Este es el caso del amor, el profano y el místico, que de acuerdo a las investigaciones de Georges Duby y Michelle Perrot, se creó en la Europa del siglo XII, una vez que se fue perdiendo la brutalidad de las etapas previas, la nobleza empezó a adquirir formas de vida más sutiles y se planteó el dilema de cómo facilitar la unión física de hombres y mujeres sin perturbar el nuevo orden.
Se trataba de resolver un problema económico, vinculado con la herencia y la posible fragmentación del patriminio familiar, así como también cultural, relacionado con la forma en que podían eliminarse las prácticas comunes de la poligamia y el incesto.
En esos momentos, la Iglesia católica se esforzaba por profundizar la cristianización de la clase dominante y uno de los mecanismos de regulación social fue declarar al matrimonio uno de los siete sacramentos y prohibir la disolución de la unión conyugal.
De ahí que la institución matrimonial sea un acto regulado, oficializado, controlado y codificado, con un armazón de ritos que socializan y legalizan un acto privado, cuya función social de trazar las fronteras entre la norma y la marginalidad, lo lícito y lo ilícito, lo puro y lo impuro.
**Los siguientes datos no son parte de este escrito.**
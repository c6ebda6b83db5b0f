// SPDX-License-Identifier: PMPL-1.0-or-later
// Copyright (c) 2026 Jonathan D.A. Jewell (hyperpolymath) <jonathan.jewell@open.ac.uk>
//
// Werkbank: Core types, configuration, and error definitions shared across all crates.

pub mod config;
pub mod error;
pub mod run_log;
pub mod types;

pub use config::WerkbankConfig;
pub use error::{Result, WerkbankError};
pub use run_log::RunLog;
pub use types::*;
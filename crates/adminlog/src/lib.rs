//! # Adminlog
//!
//! A small template-directive engine for surfacing admin action logs in
//! rendered templates.
//!
//! The engine compiles a directive such as
//! `{% get_admin_log 10 as admin_log for_user request_user %}` into an
//! immutable renderable node. Rendering the node against a context fetches
//! the log-entry collection, optionally narrows it to one user, truncates it
//! to a limit, and binds the result back into the context. The node itself
//! produces no text output.
//!
//! ## Architecture
//!
//! ```text
//! Directive text → [TagRegistry / TagParser] → RenderNode
//!                                                  │ render(context)
//!                                      RenderContext ← bound entries
//! ```
//!
//! - **Compile time**: [`TagRegistry::compile`] tokenizes the directive,
//!   dispatches on its name, and the handler validates the arguments.
//! - **Render time**: the node reads a [`LogSource`] out of the context,
//!   applies the parsed user filter, takes a bounded prefix, and binds it.
//!
//! The backing store is external; the engine only sees the two-capability
//! [`LogSource`] trait. [`MemoryLogSource`] is provided for tests and
//! in-process use.
//!
//! ## Example
//!
//! ```
//! use adminlog::{
//!     ActionKind, LogEntry, MemoryLogSource, RenderContext, RenderNode, TagRegistry,
//!     UserRecord, Value,
//! };
//!
//! let registry = TagRegistry::with_builtins();
//! let node = registry
//!     .compile("{% get_admin_log 2 as recent for_user reviewer %}")
//!     .unwrap();
//!
//! let mut context = RenderContext::new();
//! context.bind(
//!     "log_entries",
//!     Value::source(MemoryLogSource::new(vec![
//!         LogEntry::new(1, 7, ActionKind::Addition, "article #1"),
//!         LogEntry::new(2, 9, ActionKind::Change, "article #1"),
//!         LogEntry::new(3, 7, ActionKind::Deletion, "article #2"),
//!     ])),
//! );
//! context.bind("reviewer", Value::user(UserRecord::new(7, "alice")));
//!
//! let output = node.render(&mut context).unwrap();
//! assert!(output.is_empty());
//!
//! let bound = context.get("recent").and_then(|v| v.as_entries()).unwrap();
//! assert_eq!(bound.len(), 2);
//! assert!(bound.iter().all(|entry| entry.user_id == 7));
//! ```

#![warn(missing_docs)]
#![warn(clippy::all)]

pub mod context;
pub mod entry;
pub mod error;
pub mod node;
pub mod registry;
pub mod source;
pub mod tags;
pub mod token;
pub mod value;

// Re-export main types
pub use context::{RenderContext, LOG_ENTRIES_KEY};
pub use entry::{ActionKind, LogEntry, UserRecord};
pub use error::{RenderError, Result, SyntaxError, TagError};
pub use node::{AdminLogNode, RenderNode, UserTarget};
pub use registry::TagRegistry;
pub use source::{LogSource, MemoryLogSource};
pub use tags::{parse_admin_log, GetAdminLogTag, TagParser};
pub use token::Token;
pub use value::Value;

/// Adminlog version
pub const VERSION: &str = env!("CARGO_PKG_VERSION");

#[cfg(test)]
mod tests {
    use super::*;

    #[test]
    fn test_version_exists() {
        assert!(!VERSION.is_empty());
    }
}
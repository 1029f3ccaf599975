//! Log entry and user records

/// The kind of admin action a log entry records.
///
/// Stored codes are stable (1/2/3) and round-trip through
/// [`ActionKind::code`] / [`ActionKind::from_code`].
#[derive(Debug, Clone, Copy, PartialEq, Eq, Hash)]
pub enum ActionKind {
    /// An object was created.
    Addition,

    /// An object was modified.
    Change,

    /// An object was deleted.
    Deletion,
}

impl ActionKind {
    /// The stable numeric code for this action.
    pub fn code(self) -> u8 {
        match self {
            ActionKind::Addition => 1,
            ActionKind::Change => 2,
            ActionKind::Deletion => 3,
        }
    }

    /// Decode a stored action code.
    ///
    /// Returns `None` for codes outside the known range.
    pub fn from_code(code: u8) -> Option<Self> {
        match code {
            1 => Some(ActionKind::Addition),
            2 => Some(ActionKind::Change),
            3 => Some(ActionKind::Deletion),
            _ => None,
        }
    }

    /// Human-readable label for this action.
    pub fn label(self) -> &'static str {
        match self {
            ActionKind::Addition => "addition",
            ActionKind::Change => "change",
            ActionKind::Deletion => "deletion",
        }
    }
}

/// One logged admin action, tied to an owning user.
///
/// Entries are opaque to the directive engine: nothing here is inspected
/// during rendering except `user_id`, and only when a `for_user` filter is
/// in play.
#[derive(Debug, Clone, PartialEq, Eq)]
pub struct LogEntry {
    /// Entry identifier.
    pub id: u64,

    /// Primary key of the user who performed the action.
    pub user_id: u64,

    /// What kind of action this was.
    pub action: ActionKind,

    /// Display representation of the object acted on.
    pub object_repr: String,

    /// Free-form description of the change.
    pub change_message: String,
}

impl LogEntry {
    /// Create a log entry with an empty change message.
    pub fn new(id: u64, user_id: u64, action: ActionKind, object_repr: impl Into<String>) -> Self {
        Self {
            id,
            user_id,
            action,
            object_repr: object_repr.into(),
            change_message: String::new(),
        }
    }

    /// Set the change message.
    pub fn with_message(mut self, message: impl Into<String>) -> Self {
        self.change_message = message.into();
        self
    }
}

/// A user bound in the render context.
///
/// Only the primary key matters to the engine; it is what a `for_user`
/// variable reference resolves to.
#[derive(Debug, Clone, PartialEq, Eq)]
pub struct UserRecord {
    /// Primary key.
    pub pk: u64,

    /// Login name (for diagnostics).
    pub username: String,
}

impl UserRecord {
    /// Create a user record.
    pub fn new(pk: u64, username: impl Into<String>) -> Self {
        Self {
            pk,
            username: username.into(),
        }
    }
}
//! Render context: the key-value environment a node renders against
//!
//! A context is built fresh per render and passed in explicitly; the engine
//! keeps no ambient state. The same mapping serves as input (the log-entry
//! collection, any user bindings) and output (the entries a node binds).

use indexmap::IndexMap;

use crate::error::RenderError;
use crate::value::Value;

/// Default binding name for the log-entry collection.
pub const LOG_ENTRIES_KEY: &str = "log_entries";

/// The key-value environment available during a render.
///
/// Insertion order is preserved, so iterating bindings is deterministic.
///
/// # Example
///
/// ```
/// use adminlog::{MemoryLogSource, RenderContext, Value};
///
/// let mut context = RenderContext::new();
/// context.bind("log_entries", Value::source(MemoryLogSource::new(vec![])));
///
/// assert!(context.contains("log_entries"));
/// assert!(context.lookup("missing").is_err());
/// ```
#[derive(Debug, Clone)]
pub struct RenderContext {
    bindings: IndexMap<String, Value>,

    /// Which binding holds the log-entry collection.
    source_key: String,
}

impl Default for RenderContext {
    fn default() -> Self {
        Self::new()
    }
}

impl RenderContext {
    /// Create an empty context using the default source key.
    pub fn new() -> Self {
        Self {
            bindings: IndexMap::new(),
            source_key: LOG_ENTRIES_KEY.to_string(),
        }
    }

    /// Use a different binding name for the log-entry collection.
    pub fn with_source_key(mut self, key: impl Into<String>) -> Self {
        self.source_key = key.into();
        self
    }

    /// The binding name nodes read the log-entry collection from.
    pub fn source_key(&self) -> &str {
        &self.source_key
    }

    /// Bind a value, replacing any previous binding of the same name.
    pub fn bind(&mut self, name: impl Into<String>, value: Value) {
        self.bindings.insert(name.into(), value);
    }

    /// Look up a binding, or `None` if absent.
    pub fn get(&self, name: &str) -> Option<&Value> {
        self.bindings.get(name)
    }

    /// Look up a binding, raising on absence.
    ///
    /// # Errors
    ///
    /// Returns [`RenderError::UndefinedVariable`] if nothing is bound under
    /// `name`.
    pub fn lookup(&self, name: &str) -> Result<&Value, RenderError> {
        self.bindings
            .get(name)
            .ok_or_else(|| RenderError::UndefinedVariable {
                name: name.to_string(),
            })
    }

    /// Check if a binding exists.
    pub fn contains(&self, name: &str) -> bool {
        self.bindings.contains_key(name)
    }

    /// All binding names, in insertion order.
    pub fn names(&self) -> Vec<&str> {
        self.bindings.keys().map(|s| s.as_str()).collect()
    }

    /// Number of bindings.
    pub fn len(&self) -> usize {
        self.bindings.len()
    }

    /// Check if the context has no bindings.
    pub fn is_empty(&self) -> bool {
        self.bindings.is_empty()
    }
}

impl FromIterator<(String, Value)> for RenderContext {
    fn from_iter<T: IntoIterator<Item = (String, Value)>>(iter: T) -> Self {
        let mut context = Self::new();
        for (name, value) in iter {
            context.bind(name, value);
        }
        context
    }
}
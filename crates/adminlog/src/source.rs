//! Log-entry collection abstraction
//!
//! The directive engine never owns the store behind the admin log. It sees a
//! [`LogSource`]: a lazily-evaluated collection with exactly the two
//! capabilities rendering needs, narrowing by user and taking a bounded
//! prefix. A database-backed implementation lives with the embedder;
//! [`MemoryLogSource`] covers tests and in-process use.

use std::sync::Arc;

use crate::entry::LogEntry;

/// A filterable, sliceable collection of log entries.
///
/// Implementations are expected to stay lazy under `filter_by_user` and only
/// force evaluation in `first`. Any blocking (e.g. a database query) happens
/// inside the implementation; the engine itself never blocks.
pub trait LogSource: Send + Sync {
    /// Narrow the collection to entries owned by one user.
    ///
    /// Returns a new collection of the same kind; the receiver is unchanged.
    fn filter_by_user(&self, user_id: u64) -> Arc<dyn LogSource>;

    /// Force evaluation and return at most the first `limit` entries, in
    /// whatever order the underlying store provides.
    fn first(&self, limit: usize) -> Vec<LogEntry>;
}

/// In-memory [`LogSource`] backed by a shared `Vec<LogEntry>`.
///
/// The user filter is recorded, not applied; entries are only walked when
/// `first` forces the collection.
///
/// # Example
///
/// ```
/// use adminlog::{ActionKind, LogEntry, LogSource, MemoryLogSource};
///
/// let source = MemoryLogSource::new(vec![
///     LogEntry::new(1, 7, ActionKind::Addition, "article #1"),
///     LogEntry::new(2, 9, ActionKind::Change, "article #1"),
/// ]);
///
/// let mine = source.filter_by_user(7);
/// assert_eq!(mine.first(10).len(), 1);
/// ```
#[derive(Debug, Clone)]
pub struct MemoryLogSource {
    entries: Arc<Vec<LogEntry>>,
    user_filter: Option<u64>,
}

impl MemoryLogSource {
    /// Create a source over the given entries, unfiltered.
    pub fn new(entries: Vec<LogEntry>) -> Self {
        Self {
            entries: Arc::new(entries),
            user_filter: None,
        }
    }
}

impl LogSource for MemoryLogSource {
    fn filter_by_user(&self, user_id: u64) -> Arc<dyn LogSource> {
        Arc::new(Self {
            entries: Arc::clone(&self.entries),
            user_filter: Some(user_id),
        })
    }

    fn first(&self, limit: usize) -> Vec<LogEntry> {
        self.entries
            .iter()
            .filter(|entry| self.user_filter.is_none_or(|id| entry.user_id == id))
            .take(limit)
            .cloned()
            .collect()
    }
}
//! Error types for directive parsing and rendering

use thiserror::Error;

use crate::value::Value;

/// Syntax errors raised while parsing a directive invocation.
///
/// These abort compilation of the template that contains the directive;
/// nothing here is recoverable.
#[derive(Error, Debug, Clone, PartialEq, Eq)]
pub enum SyntaxError {
    /// The invocation has fewer than the four required tokens.
    #[error("'{tag}' statements require two arguments")]
    MissingArguments {
        /// Directive name the invocation started with
        tag: String,
    },

    /// The limit token is not a non-negative integer literal.
    #[error("first argument to '{tag}' must be an integer")]
    LimitNotInteger {
        /// Directive name the invocation started with
        tag: String,
    },

    /// The token after the limit is not the literal `as`.
    #[error("second argument to '{tag}' must be 'as'")]
    ExpectedAs {
        /// Directive name the invocation started with
        tag: String,
    },

    /// A fifth token is present but is not the literal `for_user`.
    #[error("fourth argument to '{tag}' must be 'for_user'")]
    ExpectedForUser {
        /// Directive name the invocation started with
        tag: String,
    },

    /// The directive name is not registered.
    #[error("unknown directive '{name}'")]
    UnknownTag {
        /// Name the invocation started with
        name: String,
    },

    /// The directive text contained no tokens at all.
    #[error("empty directive")]
    EmptyTag,
}

/// Errors raised while rendering a compiled node against a context.
#[derive(Error, Debug, Clone, PartialEq, Eq)]
pub enum RenderError {
    /// A name was looked up in the render context and was not bound.
    ///
    /// Deliberately propagated uncaught: a dangling variable reference is a
    /// template-author error, not a condition to degrade from.
    #[error("variable '{name}' is not defined in the render context")]
    UndefinedVariable {
        /// The missing binding name
        name: String,
    },

    /// A context binding held a value of the wrong kind.
    #[error("type error: expected {expected}, got {got}")]
    TypeError {
        /// Expected value kind
        expected: String,
        /// Actual value kind found
        got: String,
    },
}

/// Sum of both phases' errors, for callers that drive compile and render.
#[derive(Error, Debug, Clone, PartialEq, Eq)]
pub enum TagError {
    /// Parse-time failure.
    #[error(transparent)]
    Syntax(#[from] SyntaxError),

    /// Render-time failure.
    #[error(transparent)]
    Render(#[from] RenderError),
}

/// Result type alias for directive operations.
pub type Result<T> = std::result::Result<T, TagError>;

/// Get a human-readable name for a value's kind (for error messages).
pub fn type_name(value: &Value) -> &'static str {
    match value {
        Value::Unit => "()",
        Value::Bool(_) => "bool",
        Value::Int(_) => "i64",
        Value::Str(_) => "String",
        Value::User(_) => "User",
        Value::Source(_) => "LogSource",
        Value::Entries(_) => "Vec<LogEntry>",
    }
}
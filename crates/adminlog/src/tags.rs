//! Built-in directive handlers

use tracing::trace;

use crate::error::SyntaxError;
use crate::node::{AdminLogNode, RenderNode, UserTarget};
use crate::token::Token;

/// A named directive handler.
///
/// Implementations turn one directive invocation into a renderable node.
/// Parsing is a pure function of the token; any validation failure aborts
/// compilation of the containing template.
pub trait TagParser: Send + Sync {
    /// The directive name this handler answers to.
    fn name(&self) -> &str;

    /// Parse one invocation into a node.
    fn parse(&self, token: &Token) -> Result<Box<dyn RenderNode>, SyntaxError>;
}

/// Handler for `get_admin_log LIMIT as VARNAME [for_user USER]`.
#[derive(Debug, Clone, Default)]
pub struct GetAdminLogTag;

impl GetAdminLogTag {
    /// Create the handler.
    pub fn new() -> Self {
        Self
    }
}

impl TagParser for GetAdminLogTag {
    fn name(&self) -> &str {
        "get_admin_log"
    }

    fn parse(&self, token: &Token) -> Result<Box<dyn RenderNode>, SyntaxError> {
        let bits = token.split_contents();
        parse_admin_log(&bits).map(|node| Box::new(node) as Box<dyn RenderNode>)
    }
}

/// Parse the split argument bits of a `get_admin_log` invocation.
///
/// Validation runs in argument order and each failure carries a message
/// naming the malformed position:
///
/// 1. fewer than four bits: the statement requires two arguments
/// 2. bit 1 not all digits: the limit must be an integer
/// 3. bit 2 not `as`
/// 4. bit 4 present but not `for_user`
///
/// A trailing `for_user` with no following argument parses successfully with
/// no user filter.
pub fn parse_admin_log(bits: &[String]) -> Result<AdminLogNode, SyntaxError> {
    let tag = bits
        .first()
        .map(String::as_str)
        .unwrap_or("get_admin_log")
        .to_string();

    if bits.len() < 4 {
        return Err(SyntaxError::MissingArguments { tag });
    }

    let limit = match parse_limit(&bits[1]) {
        Some(limit) => limit,
        None => return Err(SyntaxError::LimitNotInteger { tag }),
    };

    if bits[2] != "as" {
        return Err(SyntaxError::ExpectedAs { tag });
    }
    let varname = bits[3].clone();

    if bits.len() > 4 && bits[4] != "for_user" {
        return Err(SyntaxError::ExpectedForUser { tag });
    }
    let user = bits.get(5).map(|bit| UserTarget::classify(bit));

    trace!(%tag, limit, varname = %varname, "parsed admin log directive");
    Ok(AdminLogNode::new(limit, varname, user))
}

/// Parse a non-negative integer literal. A digit string too large for
/// `usize` is rejected the same way as a non-numeric one.
fn parse_limit(bit: &str) -> Option<usize> {
    if bit.is_empty() || !bit.chars().all(|c| c.is_ascii_digit()) {
        return None;
    }
    bit.parse::<usize>().ok()
}
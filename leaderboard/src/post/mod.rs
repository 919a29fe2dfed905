pub mod export;
pub mod ranked_view;
use thiserror::Error;

/// Errors the engine reports to its caller. Failures of a single participant never show up
/// here, they are carried in-band on the participant's snapshot.
#[derive(Error, Debug)]
pub enum LeaderboardError {
    #[error("Roster for race {race_id} is unavailable: {reason}")]
    RosterUnavailable { race_id: String, reason: String },
    #[error("No active race selected")]
    NoActiveRace,
    #[error("CSV export failed: {0}")]
    Export(#[from] csv::Error),
    #[error("IO error: {0}")]
    Io(#[from] std::io::Error),
}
De la sublimación de la institución social del matrimonio como unión indisoluble proviene el relato del amor romántico, que tiene como marco una conyugalidad cerrada y sacralizada, ligada al consentimiento de los esposos; aunque la posibilidad de elegir fue más nominal que real durante varios siglos, constituyó el germen delreconocimiento de la autonomía de hombres y mujeres en la elección de pareja, más allá de las conveniencias económicas, y la creación de nuevos criterios de selección,como la belleza y la atracción.